Spectral tracing of deuterium for imaging glucose metabolism

Cells and tissues often display pronounced spatial and dynamical metabolic heterogeneity. Common glucose-imaging techniques report glucose uptake or catabolism activity, yet do not trace the functional utilization of glucose-derived anabolic products. Here we report a microscopy technique for the optical imaging, via the spectral tracing of deuterium (STRIDE), of diverse macromolecules derived from glucose. Based on stimulated Raman-scattering imaging, STRIDE visualizes the metabolic dynamics of newly synthesized macromolecules, such as DNA, protein, lipids and glycogen, via the enrichment and distinct spectra of carbon–deuterium bonds transferred from the deuterated glucose precursor. STRIDE can also use spectral differences derived from different glucose isotopologues to visualize temporally separated glucose populations using a pulse–chase protocol.

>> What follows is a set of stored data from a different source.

//! Retrieved event-log record.

use chrono::{DateTime, Utc};
use serde::{Deserialize, Serialize};

use super::telemetry::{TelemetryRecord, TraceSeverity};

/// A qualifying OS log event, captured once and never mutated afterwards.
#[derive(Debug, Clone, PartialEq, Eq, Serialize, Deserialize)]
pub struct RetrievedLogRecord {
    /// Name of the provider that wrote the event.
    pub source: String,
    /// When the event was created, if the log recorded it.
    pub timestamp: Option<DateTime<Utc>>,
    /// Numeric event identifier.
    pub event_id: i32,
    /// Rendered event description.
    pub description: String,
}

impl RetrievedLogRecord {
    /// Converts the record into an error-severity trace tagged with its source and id.
    #[must_use]
    pub fn into_trace(self) -> TelemetryRecord {
        let event_id = self.event_id.to_string();
        TelemetryRecord::trace(self.description, TraceSeverity::Error)
            .with_tag("Source", self.source)
            .with_tag("EventId", event_id)
    }
}

#[cfg(test)]
mod tests {
    use super::*;

    #[test]
    fn test_into_trace() {
        let record = RetrievedLogRecord {
            source: "disk".to_string(),
            timestamp: None,
            event_id: 7,
            description: "bad block".to_string(),
        };

        match record.into_trace() {
            TelemetryRecord::Trace {
                message,
                severity,
                tags,
            } => {
                assert_eq!(message, "bad block");
                assert_eq!(severity, TraceSeverity::Error);
                assert_eq!(tags.get("Source"), Some(&"disk".to_string()));
                assert_eq!(tags.get("EventId"), Some(&"7".to_string()));
            }
            other => panic!("unexpected record: {other:?}"),
        }
    }
}
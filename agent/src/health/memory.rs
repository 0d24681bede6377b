//! In-memory health client.

use async_trait::async_trait;
use shared::models::ClusterHealth;
use shared::swap::Dispose;
use std::collections::VecDeque;
use std::sync::atomic::{AtomicBool, AtomicUsize, Ordering};
use std::sync::{Arc, Mutex, PoisonError};

use super::{HealthClient, HealthClientFactory, HealthQueryError};

#[derive(Debug, Default)]
struct ClientState {
    closed: AtomicBool,
    disposed: AtomicBool,
    dispose_calls: AtomicUsize,
    queries: AtomicUsize,
    scripted_failures: Mutex<VecDeque<HealthQueryError>>,
}

/// Health client that answers from a shared in-memory snapshot.
///
/// Clones share the same handle state.
#[derive(Debug, Clone)]
pub struct MemoryHealthClient {
    health: Arc<Mutex<ClusterHealth>>,
    state: Arc<ClientState>,
}

impl MemoryHealthClient {
    /// Creates a client answering with `health`.
    #[must_use]
    pub fn new(health: ClusterHealth) -> Self {
        Self::shared(Arc::new(Mutex::new(health)))
    }

    fn shared(health: Arc<Mutex<ClusterHealth>>) -> Self {
        Self {
            health,
            state: Arc::new(ClientState::default()),
        }
    }

    /// Makes the next query fail with `error`. Failures queue up in order.
    pub fn fail_next(&self, error: HealthQueryError) {
        self.state
            .scripted_failures
            .lock()
            .unwrap_or_else(PoisonError::into_inner)
            .push_back(error);
    }

    /// Closes the handle from the owner's side without disposing it.
    pub fn close_by_owner(&self) {
        self.state.closed.store(true, Ordering::SeqCst);
    }

    /// Number of queries answered or failed so far.
    #[must_use]
    pub fn query_count(&self) -> usize {
        self.state.queries.load(Ordering::SeqCst)
    }

    /// Number of times `dispose` was called.
    #[must_use]
    pub fn dispose_calls(&self) -> usize {
        self.state.dispose_calls.load(Ordering::SeqCst)
    }
}

#[async_trait]
impl HealthClient for MemoryHealthClient {
    async fn cluster_health(&self) -> Result<ClusterHealth, HealthQueryError> {
        self.state.queries.fetch_add(1, Ordering::SeqCst);

        if self.state.closed.load(Ordering::SeqCst) {
            return Err(HealthQueryError::HandleClosed);
        }
        let scripted = self
            .state
            .scripted_failures
            .lock()
            .unwrap_or_else(PoisonError::into_inner)
            .pop_front();
        if let Some(error) = scripted {
            return Err(error);
        }

        Ok(self
            .health
            .lock()
            .unwrap_or_else(PoisonError::into_inner)
            .clone())
    }
}

#[async_trait]
impl Dispose for MemoryHealthClient {
    async fn dispose(&self) {
        self.state.dispose_calls.fetch_add(1, Ordering::SeqCst);
        if !self.state.disposed.swap(true, Ordering::SeqCst) {
            self.state.closed.store(true, Ordering::SeqCst);
        }
    }

    fn is_disposed(&self) -> bool {
        self.state.disposed.load(Ordering::SeqCst)
    }
}

/// Creates `MemoryHealthClient`s that share one snapshot.
#[derive(Debug)]
pub struct MemoryHealthClientFactory {
    health: Arc<Mutex<ClusterHealth>>,
    clients: Mutex<Vec<MemoryHealthClient>>,
    unavailable: AtomicBool,
}

impl MemoryHealthClientFactory {
    /// Creates a factory whose clients answer with `health`.
    #[must_use]
    pub fn new(health: ClusterHealth) -> Self {
        Self {
            health: Arc::new(Mutex::new(health)),
            clients: Mutex::new(Vec::new()),
            unavailable: AtomicBool::new(false),
        }
    }

    /// Replaces the snapshot every client answers with.
    pub fn set_health(&self, health: ClusterHealth) {
        *self.health.lock().unwrap_or_else(PoisonError::into_inner) = health;
    }

    /// Makes `create` fail while `unavailable` is true.
    pub fn set_unavailable(&self, unavailable: bool) {
        self.unavailable.store(unavailable, Ordering::SeqCst);
    }

    /// Every client created so far, oldest first.
    #[must_use]
    pub fn clients(&self) -> Vec<MemoryHealthClient> {
        self.clients
            .lock()
            .unwrap_or_else(PoisonError::into_inner)
            .clone()
    }

    /// The most recently created client.
    #[must_use]
    pub fn latest(&self) -> Option<MemoryHealthClient> {
        self.clients
            .lock()
            .unwrap_or_else(PoisonError::into_inner)
            .last()
            .cloned()
    }
}

impl HealthClientFactory for MemoryHealthClientFactory {
    fn create(&self) -> Result<Box<dyn HealthClient>, HealthQueryError> {
        if self.unavailable.load(Ordering::SeqCst) {
            return Err(HealthQueryError::Connect(
                "health endpoint unavailable".to_string(),
            ));
        }
        let client = MemoryHealthClient::shared(Arc::clone(&self.health));
        self.clients
            .lock()
            .unwrap_or_else(PoisonError::into_inner)
            .push(client.clone());
        Ok(Box::new(client))
    }
}

#[cfg(test)]
mod tests {
    use super::*;
    use shared::models::{ApplicationHealthState, HealthState};

    #[tokio::test]
    async fn test_scripted_failures_come_first() {
        let client = MemoryHealthClient::new(ClusterHealth::default());
        client.fail_next(HealthQueryError::Query("timeout".to_string()));

        assert!(client.cluster_health().await.is_err());
        assert!(client.cluster_health().await.is_ok());
        assert_eq!(client.query_count(), 2);
    }

    #[tokio::test]
    async fn test_factory_clients_share_snapshot() {
        let factory = MemoryHealthClientFactory::new(ClusterHealth::default());
        let client = factory.create().unwrap();

        factory.set_health(ClusterHealth {
            aggregated_state: HealthState::Ok,
            applications: vec![ApplicationHealthState::new("fabric:/A", HealthState::Ok)],
        });

        assert_eq!(client.cluster_health().await.unwrap().applications.len(), 1);
        assert_eq!(factory.clients().len(), 1);
    }

    #[tokio::test]
    async fn test_dispose_closes_once() {
        let client = MemoryHealthClient::new(ClusterHealth::default());

        client.dispose().await;
        client.dispose().await;

        assert!(client.is_disposed());
        assert_eq!(client.dispose_calls(), 2);
        assert_eq!(
            client.cluster_health().await,
            Err(HealthQueryError::HandleClosed)
        );
    }
}
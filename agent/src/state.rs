//! Application state module.
//!
//! Defines the status counters the loops update and the state shared with
//! route handlers.

use serde::Serialize;
use std::sync::atomic::{AtomicBool, AtomicU64, AtomicUsize, Ordering};
use std::sync::{Arc, Mutex, PoisonError};

use crate::config::AgentMode;

/// Live counters describing what the agent has done so far.
#[derive(Debug)]
pub struct AgentStatus {
    mode: AgentMode,
    running: AtomicBool,
    generation: AtomicU64,
    counters: AtomicUsize,
    reloads_applied: AtomicU64,
    reloads_rejected: AtomicU64,
    metrics_emitted: AtomicU64,
    events_forwarded: AtomicU64,
    events_dropped: AtomicU64,
    health_ticks: AtomicU64,
    health_client_replacements: AtomicU64,
    last_error: Mutex<Option<String>>,
}

/// Point-in-time copy of [`AgentStatus`].
#[derive(Debug, Clone, PartialEq, Eq, Serialize)]
pub struct StatusSnapshot {
    /// Loop shape.
    pub mode: AgentMode,
    /// Whether the agent loop is running.
    pub running: bool,
    /// Generation of the current resource set (0 before the first one).
    pub generation: u64,
    /// Number of counters in the current resource set.
    pub counters: usize,
    /// Configuration changes that were applied.
    pub reloads_applied: u64,
    /// Configuration changes that were discarded.
    pub reloads_rejected: u64,
    /// Metric records sent.
    pub metrics_emitted: u64,
    /// Event-log records sent.
    pub events_forwarded: u64,
    /// Event-log records dropped because the queue was full.
    pub events_dropped: u64,
    /// Completed health poll ticks.
    pub health_ticks: u64,
    /// Health client handles replaced after being closed.
    pub health_client_replacements: u64,
    /// Most recent error message, if any.
    pub last_error: Option<String>,
}

impl AgentStatus {
    /// Creates zeroed status for `mode`.
    #[must_use]
    pub fn new(mode: AgentMode) -> Self {
        Self {
            mode,
            running: AtomicBool::new(false),
            generation: AtomicU64::new(0),
            counters: AtomicUsize::new(0),
            reloads_applied: AtomicU64::new(0),
            reloads_rejected: AtomicU64::new(0),
            metrics_emitted: AtomicU64::new(0),
            events_forwarded: AtomicU64::new(0),
            events_dropped: AtomicU64::new(0),
            health_ticks: AtomicU64::new(0),
            health_client_replacements: AtomicU64::new(0),
            last_error: Mutex::new(None),
        }
    }

    /// Loop shape.
    #[must_use]
    pub fn mode(&self) -> AgentMode {
        self.mode
    }

    pub(crate) fn set_running(&self, running: bool) {
        self.running.store(running, Ordering::SeqCst);
    }

    pub(crate) fn record_installed(&self, generation: u64, counters: usize) {
        self.generation.store(generation, Ordering::SeqCst);
        self.counters.store(counters, Ordering::SeqCst);
    }

    pub(crate) fn record_reload_applied(&self) {
        self.reloads_applied.fetch_add(1, Ordering::Relaxed);
    }

    pub(crate) fn record_reload_rejected(&self, error: &str) {
        self.reloads_rejected.fetch_add(1, Ordering::Relaxed);
        self.record_error(error);
    }

    pub(crate) fn record_metric(&self) {
        self.metrics_emitted.fetch_add(1, Ordering::Relaxed);
    }

    pub(crate) fn record_event_forwarded(&self) {
        self.events_forwarded.fetch_add(1, Ordering::Relaxed);
    }

    pub(crate) fn record_event_dropped(&self) {
        self.events_dropped.fetch_add(1, Ordering::Relaxed);
    }

    pub(crate) fn record_health_tick(&self) {
        self.health_ticks.fetch_add(1, Ordering::Relaxed);
    }

    pub(crate) fn record_health_client_replaced(&self) {
        self.health_client_replacements
            .fetch_add(1, Ordering::Relaxed);
    }

    pub(crate) fn record_error(&self, error: &str) {
        *self.last_error.lock().unwrap_or_else(PoisonError::into_inner) = Some(error.to_string());
    }

    /// Copies the current values.
    #[must_use]
    pub fn snapshot(&self) -> StatusSnapshot {
        StatusSnapshot {
            mode: self.mode,
            running: self.running.load(Ordering::SeqCst),
            generation: self.generation.load(Ordering::SeqCst),
            counters: self.counters.load(Ordering::SeqCst),
            reloads_applied: self.reloads_applied.load(Ordering::Relaxed),
            reloads_rejected: self.reloads_rejected.load(Ordering::Relaxed),
            metrics_emitted: self.metrics_emitted.load(Ordering::Relaxed),
            events_forwarded: self.events_forwarded.load(Ordering::Relaxed),
            events_dropped: self.events_dropped.load(Ordering::Relaxed),
            health_ticks: self.health_ticks.load(Ordering::Relaxed),
            health_client_replacements: self.health_client_replacements.load(Ordering::Relaxed),
            last_error: self
                .last_error
                .lock()
                .unwrap_or_else(PoisonError::into_inner)
                .clone(),
        }
    }
}

/// Application state shared across all request handlers.
#[derive(Debug, Clone)]
pub struct AppState {
    status: Arc<AgentStatus>,
}

impl AppState {
    /// Creates a new application state around shared status.
    #[must_use]
    pub fn new(status: Arc<AgentStatus>) -> Self {
        Self { status }
    }

    /// Returns the agent status.
    #[must_use]
    pub fn status(&self) -> &AgentStatus {
        &self.status
    }
}
//! Disposable sink handle.

use async_trait::async_trait;
use std::sync::atomic::{AtomicBool, Ordering};
use std::sync::Arc;
use tokio::sync::RwLock;

use super::{SinkError, TelemetrySink};
use crate::models::TelemetryRecord;
use crate::swap::Dispose;

/// The agent's owning reference to a sink.
///
/// Every report holds a lease for its whole duration; disposal waits for
/// outstanding leases, flushes the sink once, and from then on every report
/// is abandoned with `SinkError::Disposed`.
pub struct SinkHandle {
    sink: Arc<dyn TelemetrySink>,
    leases: RwLock<()>,
    disposed: AtomicBool,
}

impl std::fmt::Debug for SinkHandle {
    fn fmt(&self, f: &mut std::fmt::Formatter<'_>) -> std::fmt::Result {
        f.debug_struct("SinkHandle")
            .field("enabled", &self.sink.is_enabled())
            .field("disposed", &self.is_disposed())
            .finish_non_exhaustive()
    }
}

impl SinkHandle {
    /// Wraps a sink.
    #[must_use]
    pub fn new(sink: Arc<dyn TelemetrySink>) -> Self {
        Self {
            sink,
            leases: RwLock::new(()),
            disposed: AtomicBool::new(false),
        }
    }

    /// Whether reports currently reach the sink.
    #[must_use]
    pub fn is_enabled(&self) -> bool {
        !self.disposed.load(Ordering::SeqCst) && self.sink.is_enabled()
    }

    /// Reports a record.
    ///
    /// A disabled sink is skipped entirely and counts as success.
    ///
    /// # Errors
    ///
    /// Returns `SinkError::Disposed` if the handle was disposed, or whatever
    /// the sink itself reports.
    pub async fn report(&self, record: TelemetryRecord) -> Result<(), SinkError> {
        let _lease = self.leases.read().await;
        if self.disposed.load(Ordering::SeqCst) {
            tracing::debug!(kind = record.kind(), "Abandoning report on disposed sink");
            return Err(SinkError::Disposed);
        }
        if !self.sink.is_enabled() {
            return Ok(());
        }
        self.sink.report(record).await
    }
}

#[async_trait]
impl Dispose for SinkHandle {
    async fn dispose(&self) {
        let _exclusive = self.leases.write().await;
        if self.disposed.swap(true, Ordering::SeqCst) {
            return;
        }
        if let Err(e) = self.sink.flush().await {
            tracing::warn!(error = %e, "Failed to flush sink during disposal");
        }
    }

    fn is_disposed(&self) -> bool {
        self.disposed.load(Ordering::SeqCst)
    }
}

We also show that STRIDE can be used to image glucose metabolism in many mouse tissues, including tumours, brain, intestine and liver, at a detection limit of 10 mM of carbon–deuterium bonds. STRIDE provides a high-resolution and chemically informative assessment of glucose anabolic utilization. The spectral tracing of deuterated glucose can be used to optically image glucose metabolism in mice.